The Darkhovin Nuclear Power Plant (also known as Esteghlal Nuclear Power Plant or Karoon) is a planned nuclear power plant located in Khuzestan province, Iran about 70 kilometers south of Ahvaz at the Karun river. Construction of one reactor has started. Some other projects on this site were cancelled.

History 
Before the Iranian Revolution, Iran had signed a 2 billion dollar contract with French company Framatome to build two 910 MW pressurized water reactors, at Darkhovin. After the Revolution, France withdrew from the project and the engineering components of the plant were withheld in France. The Iranian components were then used to build the units 5 and 6 of Gravelines Nuclear Power Station in France which went online in 1985. Construction of the power station was halted during Iran–Iraq War. In 1992, Iran signed an agreement with China to build two 300 MW reactors at the site, which were to be completed within ten years and would have been similar to Chashma Nuclear Power Plant in Pakistan which is built by China. But later on China withdrew from the project under United States pressure.

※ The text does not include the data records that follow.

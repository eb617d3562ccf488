//! Data Models Module
//!
//! This module contains all data structures used throughout the user directory.
//! It includes user entities, their relations, and request/response types.

pub mod requests;
pub mod user;

// Re-export commonly used types
pub use requests::*;
pub use user::*;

The project was subsequently taken up by Iran itself, as no other country was ready to cooperate in its construction. Iran started to indigenously design the reactor for Darkhovin Nuclear Power Plant basing the design on IR-40 reactor using heavy water. The Iranian nuclear reactor design has a capacity of 360 MW. The plant was announced in 2008, originally scheduled to come online in 2016, but construction has been delayed. There is currently no public information on how many reactors the power station is planned to house. The plant is going to be Iran's first indigenously designed and built nuclear power plant besides the research reactor of IR-40. According to the head of Iran's Atomic Energy agency Abbas Salehi, Swiss-Swedish conglomerate ABB has been retained as a partner/external consultant in this project in recent years but has pulled out because of the international sanctions.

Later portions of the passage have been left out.